Taking the line containing "filename src/api/middleware/auth.rs" as the first and the last line of the entries as the end, reproduce every line between them exactly, including both.
### Information given ###
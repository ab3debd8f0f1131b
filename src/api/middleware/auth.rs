//! Bearer token authentication middleware.

use axum::{
    extract::{FromRequestParts, Request, State},
    middleware::Next,
    response::Response,
};
use axum_auth::AuthBearer;

use crate::{error::AppError, state::AppState};

/// Authenticates requests using Bearer tokens from Authorization header.
///
/// # Header Format
///
/// ```text
/// Authorization: Bearer <token>
/// ```
///
/// # Authentication Flow
///
/// 1. Extract token from `Authorization` header
/// 2. Resolve the token hash to its owner (revoked tokens never match)
/// 3. Insert [`AuthUser`](crate::domain::entities::AuthUser) as a request
///    extension for handlers to extract with `Extension<AuthUser>`
///
/// # Errors
///
/// Returns `401 Unauthorized` with `WWW-Authenticate: Bearer` if the header is
/// missing or malformed, or the token is unknown or revoked.
pub async fn layer(
    State(st): State<AppState>,
    req: Request,
    next: Next,
) -> Result<Response, AppError> {
    let (mut parts, body) = req.into_parts();

    let AuthBearer(token) = AuthBearer::from_request_parts(&mut parts, &())
        .await
        .map_err(|_| {
            AppError::unauthorized(
                "Unauthorized",
                serde_json::json!({"reason": "Authorization header is missing or invalid"}),
            )
        })?;

    let user = st.auth_service.authenticate(&token).await?;

    let mut req = Request::from_parts(parts, body);
    req.extensions_mut().insert(user);

    Ok(next.run(req).await)
}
###
_Answer box:_
filename src/api/middleware/auth.rs
//! Bearer token authentication middleware.

use axum::{
    extract::{FromRequestParts, Request, State},
    middleware::Next,
    response::Response,
};
use axum_auth::AuthBearer;

use crate::{error::AppError, state::AppState};

/// Authenticates requests using Bearer tokens from Authorization header.
///
/// # Header Format
///
/// ```text
/// Authorization: Bearer <token>
/// ```
///
/// # Authentication Flow
///
/// 1. Extract token from `Authorization` header
/// 2. Resolve the token hash to its owner (revoked tokens never match)
/// 3. Insert [`AuthUser`](crate::domain::entities::AuthUser) as a request
///    extension for handlers to extract with `Extension<AuthUser>`
///
/// # Errors
///
/// Returns `401 Unauthorized` with `WWW-Authenticate: Bearer` if the header is
/// missing or malformed, or the token is unknown or revoked.
pub async fn layer(
    State(st): State<AppState>,
    req: Request,
    next: Next,
) -> Result<Response, AppError> {
    let (mut parts, body) = req.into_parts();

    let AuthBearer(token) = AuthBearer::from_request_parts(&mut parts, &())
        .await
        .map_err(|_| {
            AppError::unauthorized(
                "Unauthorized",
                serde_json::json!({"reason": "Authorization header is missing or invalid"}),
            )
        })?;

    let user = st.auth_service.authenticate(&token).await?;

    let mut req = Request::from_parts(parts, body);
    req.extensions_mut().insert(user);

    Ok(next.run(req).await)
}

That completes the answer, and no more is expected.